Even though rhinoplasty is relatively minor compared to other surgical procedures, you should be measured about your reintroduction to exercise and not expect to start where you left off before the operation. It’s essential that you ease into your routine over several weeks, if not months, and listen to your body. Contact sports are out of the question for nearly half a year. Although your nasal bones should be fairly well-healed within six weeks or so, you shouldn’t participate in any activity that significantly increases the chances of reinjuring your nose.

Putting Ice on It

In the hours and days following surgery, you want to be mindful of the swelling that typically occurs. Plastic surgery ice packs should be applied near your nose, rather than directly on it to manage inflammation and pain. Placing the pack on your cheeks rather than your nose will ensure you don’t undo any of the work you just endured. The best time for an ice compress is roughly 72 hours after the procedure. 

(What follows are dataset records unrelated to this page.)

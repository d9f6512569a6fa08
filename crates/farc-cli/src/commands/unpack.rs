use std::{
	fs::{self, File},
	io::Write,
	path::{Path, PathBuf},
	str::FromStr,
	thread,
	time::Instant,
};

use farc::prelude::*;
use indicatif::{ProgressBar, ProgressStyle};

use super::{CommandTrait, Opened};
use crate::keys::key_names;

pub const VERSION: &str = "0.1.0";

/// This command extracts an archive into the specified output folder
pub struct Evaluator;

impl CommandTrait for Evaluator {
	fn evaluate(&self, args: &clap::ArgMatches) -> anyhow::Result<()> {
		let input_path = match args.value_of(key_names::INPUT) {
			Some(path) => path,
			None => anyhow::bail!("Please provide an input path using the -i or --input key"),
		};

		let output_path = match args.value_of(key_names::OUTPUT) {
			Some(path) => PathBuf::from_str(path)?,
			None => Default::default(),
		};

		if output_path.is_file() {
			anyhow::bail!("Please provide a directory|folder path as the value of -o | --output")
		};

		let num_threads = args
			.value_of(key_names::JOBS)
			.and_then(|v| v.parse::<usize>().ok())
			.filter(|s| *s > 0)
			.unwrap_or_else(num_cpus::get);

		match super::open_archive(input_path, super::lookup_config(args))? {
			Opened::Flat(archive) => {
				let entries = archive
					.entries()
					.iter()
					.map(|entry| (entry.id.to_string(), entry.original_size))
					.collect::<Vec<_>>();

				extract(&entries, &|id: &str| archive.fetch(id), num_threads, output_path)
			},
			Opened::Comfy(archive) => {
				let entries = archive
					.files()
					.into_iter()
					.map(|(path, file)| (path, file.size))
					.collect::<Vec<_>>();

				extract(&entries, &|id: &str| archive.fetch(id), num_threads, output_path)
			},
		}
	}
}

// Maps an entry name onto the output folder, dropping components that would escape it
fn save_path(target_folder: &Path, id: &str) -> PathBuf {
	let mut path = target_folder.to_path_buf();
	id.split(['/', '\\'])
		.filter(|segment| !segment.is_empty() && *segment != "." && *segment != "..")
		.for_each(|segment| path.push(segment));

	path
}

fn extract(
	entries: &[(String, u64)], fetch: &(dyn Fn(&str) -> InternalResult<Resource> + Sync), jobs: usize, target_folder: PathBuf,
) -> anyhow::Result<()> {
	// For measuring the time difference
	let time = Instant::now();
	fs::create_dir_all(&target_folder)?;

	let total_size = entries.iter().map(|(_, size)| *size).sum();
	let pbar = ProgressBar::new(total_size);

	pbar.set_style(
		ProgressStyle::default_bar()
			.template(super::PROGRESS_BAR_STYLE)?
			.progress_chars("█░-"),
	);

	// Extract all entries in parallel
	let chunk_size = ((entries.len() + jobs - 1) / jobs).max(1);

	thread::scope(|s| -> anyhow::Result<()> {
		let handles = entries
			.chunks(chunk_size)
			.map(|chunk| {
				let pbar = pbar.clone();
				let target_folder = target_folder.clone();

				s.spawn(move || -> anyhow::Result<()> {
					for (id, size) in chunk {
						// Set's the Progress Bar message
						pbar.set_message(id.to_string());

						// Process filesystem
						let save_path = save_path(&target_folder, id);
						if let Some(parent_dir) = save_path.parent() {
							fs::create_dir_all(parent_dir)?;
						};

						// Write to file and update process queue
						let resource = fetch(id)?;
						let mut file = File::create(save_path)?;
						file.write_all(&resource.data)?;

						// Increment Progress Bar
						pbar.inc(*size);
					}

					Ok(())
				})
			})
			.collect::<Vec<_>>();

		for handle in handles {
			match handle.join() {
				Ok(result) => result?,
				Err(_) => anyhow::bail!("An extraction thread panicked"),
			}
		}

		Ok(())
	})?;

	// Finished extracting
	pbar.finish();
	println!(
		"Extracted {} files in {}s",
		entries.len(),
		time.elapsed().as_secs_f64()
	);

	Ok(())
}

This principle of keeping things cool should apply to as many lifestyle choices as possible during your recovery. Avoid saunas, hot showers, and maybe even hot yoga once you’re cleared for exercise. Your diet should also minimize hot temperatures and spicy food as well. The goal is to reduce swelling, and heat exacerbates the issue. This stage of the healing process can last a few weeks following the surgery.

Head Elevation

Sleeping may be tricky for a while, especially if you’ve developed specific habits. If you’re someone who tosses and turns at night, then this is a challenging prospect. Sleeping on your side can easily mess with your new nose, and it goes without saying that the experience can be pretty painful as well.

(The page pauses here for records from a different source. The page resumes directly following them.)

use std::{error, io, path::PathBuf};
use thiserror::Error;

/// Internal `Result` type alias used by `farc`. Basically equal to: `Result<T, InternalError>`
pub type InternalResult<T = ()> = Result<T, InternalError>;

/// All errors manifestable within `farc` collected into a neat enum
#[derive(Debug, Error)]
pub enum InternalError {
	/// Generic Error
	#[error("[FArcError::GenericError] {0}")]
	OtherError(Box<dyn error::Error + Send + Sync>),
	/// a necessary cargo feature wasn't enabled for a certain action: eg trying to decompress without the `compression` feature
	#[error("[FArcError::MissingFeatureError] Unable to continue with operation, the cargo feature ({0}) is missing")]
	MissingFeatureError(&'static str),
	/// thin wrapper over [io::Error](std::io::Error), captures all IO errors
	#[error("[FArcError::IOError] {0}")]
	IOError(#[from] io::Error),
	/// the first four bytes of the source match none of the known signatures
	#[error("[FArcError::ValidationError] Unrecognized signature found in Header, the source is not a supported archive. Magic found {0:02X?}")]
	UnrecognizedFormat([u8; 4]),
	/// the source is shorter than what its own header claims
	#[error("[FArcError::TruncatedArchiveError] {0}")]
	TruncatedArchive(String),
	/// the header or entry table disagrees with itself
	#[error("[FArcError::CorruptArchiveError] {0}")]
	CorruptArchive(String),
	/// an entry points past the end of the source
	#[error("[FArcError::CorruptArchiveError] Entry: {id} ends at byte {end}, but the source is only {length} bytes long")]
	EntryOutOfBounds {
		/// name of the offending entry
		id: String,
		/// `offset + compressed_size` of the entry
		end: u64,
		/// total length of the source
		length: u64,
	},
	/// the resource was not found
	#[error("[FArcError::MissingResourceError] Resource not found: {0}")]
	MissingResourceError(String),
	/// two leaves found with the same ID, each leaf should have a unique ID
	#[error("[FArcError::LeafAppendError] A leaf with the ID: {0} already exists. Consider changing the ID to prevent collisions")]
	DuplicateLeafID(String),
	/// a leaf ID is empty or contains a NUL byte, neither can be stored in a NUL terminated name table
	#[error("[FArcError::InvalidIDError] The ID: {0:?} can't be stored, IDs must be non-empty and free of bytes that are stored as NUL")]
	InvalidIDError(String),
	/// a source file registered for writing could not be opened
	#[error("[FArcError::MissingSourceError] Unable to read source file: {path:?}, {source}")]
	MissingSourceError {
		/// path of the source file
		path: PathBuf,
		/// error returned by the filesystem
		source: io::Error,
	},
	/// decryption or encryption failed
	#[error("[FArcError::CryptoError] {0}")]
	CryptoError(String),
	/// attempted to set the reserved flag bit, [`Flags::RESERVED_FLAG`](crate::global::flags::Flags::RESERVED_FLAG)
	#[error("[FArcError::RestrictedFlagAccessError] Tried to set reserved bit(s)!")]
	RestrictedFlagAccessError,
	/// a Comfy Archive with an unknown major version, contains the incompatible source's major version
	#[error("[FArcError::IncompatibleArchiveVersionError] The provided archive has major version: {}, while this implementation reads version: {}", .0, crate::COMFY_VERSION_MAJOR)]
	IncompatibleArchiveVersionError(u8),
	/// a registered tree nests directories deeper than [`MAX_DIRECTORY_DEPTH`](crate::global::comfy::MAX_DIRECTORY_DEPTH), contains the offending directory's path
	#[error("[FArcError::DirectoryDepthError] The directory: {:?} lies deeper than {} levels, readers would reject the archive", .0, crate::global::comfy::MAX_DIRECTORY_DEPTH)]
	DirectoryDepthError(String),
	/// the output buffer handed to a read does not match the entry's size
	#[error("[FArcError::BufferSizeMismatch] Expected an output buffer of {expected} bytes, found one of {found} bytes")]
	BufferSizeMismatch {
		/// original size of the entry
		expected: u64,
		/// length of the provided buffer
		found: usize,
	},
	/// structural errors thrown during compression or decompression
	#[error("[FArcError::CompressorDecompressorError] {0}")]
	DeCompressionError(io::Error),
}

impl InternalError {
	/// Maps an unexpected EOF into [`InternalError::TruncatedArchive`], keeping all other IO errors as they are
	pub(crate) fn truncated(err: io::Error, context: &str) -> InternalError {
		match err.kind() {
			io::ErrorKind::UnexpectedEof => InternalError::TruncatedArchive(format!("Source ended while reading {}", context)),
			_ => InternalError::IOError(err),
		}
	}
}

The typical recommendation is to sleep on your back with your head elevated for at least a week, and then your doctor will advise you based on your individual progress. Be prepared with a battery of soft pillows and the determination to change years of sleep patterns if necessary. The ultimate goal is to get your nose healed as fast as possible. Expect to adhere to a strict regimen after surgery to accelerate your recovery. Just remind yourself that by following the doctor’s orders, you can revert to your normal lifestyle the sooner. Unless you’re diligent, you not only risk prolonging the process, but also potentially damage the results of the procedure and cause undue pain.